FTP_ACCESSION_LIST = "https://ftp.ebi.ac.uk/pub/contrib/UniProt/ProtNLM2/List_of_UniProt_accessions_that_have_ProtNLM2_annotations.tsv"
REQUESTS_PER_SECOND = 10
MAX_RETRIES = 3


def fetch_accession_list() -> list[str]:
    """Download the FTP accession list (a TSV with Entry as the first column)."""
    print(f"Downloading accession list from {FTP_ACCESSION_LIST}...")
    req = urllib.request.Request(FTP_ACCESSION_LIST)
    with urllib.request.urlopen(req, timeout=30) as resp:
        lines = resp.read().decode().strip().split("\n")
    # First line is header: "Entry\tEntry Name\tOrganism (ID)\t..."
    accessions = []
    for line in lines[1:]:
        parts = line.strip().split("\t")
        if parts and parts[0]:
            accessions.append(parts[0])
    print(f"  {len(accessions)} accessions")
    return accessions


def load_accession_file(path: str) -> list[str]:
    """Load accessions from a file — handles both plain lists and TSV (first column)."""
    accessions = []
    with open(path) as f:
        for i, line in enumerate(f):
            line = line.strip()
            if not line or line.startswith("#"):
                continue
            parts = line.split("\t")
            # Skip header line (heuristic: first field contains a space or is "Entry")
            if i == 0 and (parts[0] == "Entry" or " " in parts[0]):
                continue
            accessions.append(parts[0])
    return accessions


def fetch_one(accession: str) -> dict | None:
    url = f"{API_BASE}/{accession}"
    for attempt in range(MAX_RETRIES):
        req = urllib.request.Request(url)
        req.add_header("Accept", "application/json")
        try:
            with urllib.request.urlopen(req, timeout=30) as resp:
                return json.loads(resp.read())
        except urllib.error.HTTPError as e:
            if e.code == 404:
                return None
            if e.code == 429:
                wait = 2 ** (attempt + 1)
                print(f"  Rate limited on {accession}, waiting {wait}s...")
                time.sleep(wait)
                continue
            raise
        except (urllib.error.URLError, TimeoutError, ConnectionError, OSError):
            if attempt < MAX_RETRIES - 1:
                time.sleep(2 ** (attempt + 1))
                continue
            raise
    return None


def fetch_all(accessions: list[str], jsonl_path: Path, resume: bool = False) -> None:
    done = set()
    if resume and jsonl_path.exists():
        with open(jsonl_path) as f:
            for line in f:
                obj = json.loads(line)
                done.add(obj["primaryAccession"])
        print(f"Resuming: {len(done)} already fetched")

    remaining = [a for a in accessions if a not in done]
    print(f"Fetching {len(remaining)} entries from {API_BASE}/...")

    mode = "a" if resume and jsonl_path.exists() else "w"
    interval = 1.0 / REQUESTS_PER_SECOND
    errors = []

    with open(jsonl_path, mode) as f:
        for i, acc in enumerate(remaining):
            start = time.monotonic()
            data = fetch_one(acc)
            if data is None:
                errors.append(acc)
            else:
                f.write(json.dumps(data) + "\n")

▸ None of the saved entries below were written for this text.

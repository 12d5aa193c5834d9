//! Cancellable one-shot execution of an analysis ticket.
//!
//! `AnalysisRunner` spawns one tokio task per ticket. The task awaits the
//! analyzer and then calls the completion callback exactly once, unless the
//! runner cancels it first. Dropping the runner cancels the pending task, so
//! a torn-down view never receives a late completion.

use std::sync::Arc;

use tokio::task::JoinHandle;

use crate::analyzer::Analyzer;
use crate::session::{AnalysisTicket, RunId};
use crate::suggestion::Suggestion;

/// Delivered to the completion callback when an analysis finishes.
#[derive(Debug, Clone, PartialEq, Eq)]
pub struct AnalysisCompleted {
    /// Run the suggestions belong to.
    pub run: RunId,
    /// Analyzer output in display order.
    pub suggestions: Vec<Suggestion>,
}

/// Owns the task of the analysis in flight, if any.
#[derive(Debug, Default)]
pub struct AnalysisRunner {
    pending: Option<(RunId, JoinHandle<()>)>,
}

impl AnalysisRunner {
    /// Creates a runner with nothing pending.
    pub fn new() -> Self {
        Self::default()
    }

    /// Spawns `ticket` on the current tokio runtime.
    ///
    /// `on_complete` runs on the spawned task once the analyzer returns. Any
    /// task already pending is cancelled first, so at most one completion is
    /// ever outstanding.
    ///
    /// # Panics
    ///
    /// Panics if called outside a tokio runtime.
    pub fn start<F>(&mut self, analyzer: Arc<dyn Analyzer>, ticket: AnalysisTicket, on_complete: F)
    where
        F: FnOnce(AnalysisCompleted) + Send + 'static,
    {
        self.cancel();
        let AnalysisTicket { run, input } = ticket;
        let handle = tokio::spawn(async move {
            let suggestions = analyzer.analyze(&input).await;
            on_complete(AnalysisCompleted { run, suggestions });
        });
        self.pending = Some((run, handle));
    }

    /// Aborts the pending task so its callback never fires.
    ///
    /// Returns the run that was still outstanding, or `None` when nothing was
    /// pending or the task had already finished.
    pub fn cancel(&mut self) -> Option<RunId> {
        let (run, handle) = self.pending.take()?;
        if handle.is_finished() {
            return None;
        }
        handle.abort();
        tracing::debug!(%run, "pending analysis aborted");
        Some(run)
    }

    /// True while a spawned analysis has not yet finished.
    pub fn is_pending(&self) -> bool {
        self.pending
            .as_ref()
            .is_some_and(|(_, handle)| !handle.is_finished())
    }

    /// Run id of the last started task, finished or not.
    pub fn current_run(&self) -> Option<RunId> {
        self.pending.as_ref().map(|(run, _)| *run)
    }
}

impl Drop for AnalysisRunner {
    fn drop(&mut self) {
        self.cancel();
    }
}

#[cfg(test)]
mod tests {
    use super::*;
    use crate::analyzer::{MockAnalyzer, MOCK_LATENCY};
    use crate::session::ReviewSession;
    use std::time::Duration;
    use tokio::sync::mpsc;

    fn mock() -> Arc<dyn Analyzer> {
        Arc::new(MockAnalyzer::new())
    }

    async fn settle() {
        for _ in 0..8 {
            tokio::task::yield_now().await;
        }
    }

    #[tokio::test(start_paused = true)]
    async fn completion_fires_after_latency() {
        let mut session = ReviewSession::new();
        session.set_input("let x = 1;");
        let ticket = session.start_analysis().unwrap();
        let run = ticket.run;

        let (tx, mut rx) = mpsc::unbounded_channel();
        let mut runner = AnalysisRunner::new();
        runner.start(mock(), ticket, move |done| {
            let _ = tx.send(done);
        });
        assert!(runner.is_pending());
        assert_eq!(runner.current_run(), Some(run));

        settle().await;
        tokio::time::advance(MOCK_LATENCY - Duration::from_millis(1)).await;
        settle().await;
        assert!(rx.try_recv().is_err());

        let done = rx.recv().await.expect("completion delivered");
        assert_eq!(done.run, run);
        assert_eq!(done.suggestions, MockAnalyzer::canned_suggestions());
        settle().await;
        assert!(!runner.is_pending());
    }

    #[tokio::test(start_paused = true)]
    async fn cancel_suppresses_callback() {
        let mut session = ReviewSession::new();
        session.set_input("code");
        let ticket = session.start_analysis().unwrap();
        let run = ticket.run;

        let (tx, mut rx) = mpsc::unbounded_channel::<AnalysisCompleted>();
        let mut runner = AnalysisRunner::new();
        runner.start(mock(), ticket, move |done| {
            let _ = tx.send(done);
        });
        assert_eq!(runner.cancel(), Some(run));
        assert!(!runner.is_pending());

        tokio::time::advance(MOCK_LATENCY * 2).await;
        // Sender is dropped with the aborted task, so the channel closes empty.
        assert_eq!(rx.recv().await, None);
    }

    #[tokio::test(start_paused = true)]
    async fn dropping_runner_cancels_pending_task() {
        let (tx, mut rx) = mpsc::unbounded_channel::<AnalysisCompleted>();
        {
            let mut session = ReviewSession::new();
            session.set_input("code");
            let mut runner = AnalysisRunner::new();
            runner.start(mock(), session.start_analysis().unwrap(), move |done| {
                let _ = tx.send(done);
            });
        }
        tokio::time::advance(MOCK_LATENCY * 2).await;
        assert_eq!(rx.recv().await, None);
    }

    #[tokio::test(start_paused = true)]
    async fn cancel_after_completion_reports_nothing() {
        let mut session = ReviewSession::new();
        session.set_input("code");
        let (tx, mut rx) = mpsc::unbounded_channel();
        let mut runner = AnalysisRunner::new();
        runner.start(mock(), session.start_analysis().unwrap(), move |done| {
            let _ = tx.send(done);
        });
        rx.recv().await.expect("completion delivered");
        settle().await;
        assert_eq!(runner.cancel(), None);
    }

    #[tokio::test(start_paused = true)]
    async fn restarting_replaces_the_pending_task() {
        let mut session = ReviewSession::new();
        session.set_input("code");
        let first = session.start_analysis().unwrap();
        session.cancel_analysis();
        let second = session.start_analysis().unwrap();
        let second_run = second.run;

        let (tx, mut rx) = mpsc::unbounded_channel();
        let tx2 = tx.clone();
        let mut runner = AnalysisRunner::new();
        runner.start(mock(), first, move |done| {
            let _ = tx.send(done);
        });
        runner.start(mock(), second, move |done| {
            let _ = tx2.send(done);
        });

        let done = rx.recv().await.expect("second run completes");
        assert_eq!(done.run, second_run);
        assert_eq!(rx.recv().await, None);
    }
}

            if (i + 1) % 500 == 0:
                print(f"  {i + 1}/{len(remaining)} fetched ({len(errors)} errors)")
            elapsed = time.monotonic() - start
            if elapsed < interval:
                time.sleep(interval - elapsed)

    print(f"Done: {len(remaining) - len(errors)} fetched, {len(errors)} errors")
    if errors:
        err_path = jsonl_path.parent / "fetch_errors.txt"
        with open(err_path, "w") as f:
            f.write("\n".join(errors) + "\n")
        print(f"  Error accessions written to {err_path}")


def extract_evidence(evidences: list[dict] | None) -> dict:
    """Extract evidence properties from an inline evidence array."""
    if not evidences:
        return {}
    ev = evidences[0]
    props = {p["key"]: p["value"] for p in ev.get("properties", [])}
    return {
        "eco_type": ev.get("evidenceCode", ""),
        "source_db": ev.get("source", ""),
        "source_id": ev.get("id", ""),
        "model_score": props.get("model_score", ""),
        "match_text": props.get("string_match_text", ""),
        "match_location": props.get("string_match_location", ""),
        "match_type": props.get("string_match_type", ""),
        "phmmer_accession": props.get("phmmer_accession", ""),
        "phmmer_score": props.get("phmmer_score", ""),
        "tmalign_accession": props.get("tmalign_accession", ""),
        "tmalign_score1": props.get("tmalign_score_chain_1", ""),
        "tmalign_score2": props.get("tmalign_score_chain_2", ""),
    }


def convert_jsonl_to_tsvs(jsonl_path: Path, out_dir: Path) -> None:
    """Convert JSONL of API responses to the 3 TSV files."""
    entries_f = open(out_dir / "entries.tsv", "w", newline="")
    preds_f = open(out_dir / "predictions.tsv", "w", newline="")
    evid_f = open(out_dir / "evidence.tsv", "w", newline="")

    ew = csv.writer(entries_f, delimiter="\t")
    pw = csv.writer(preds_f, delimiter="\t")
    vw = csv.writer(evid_f, delimiter="\t")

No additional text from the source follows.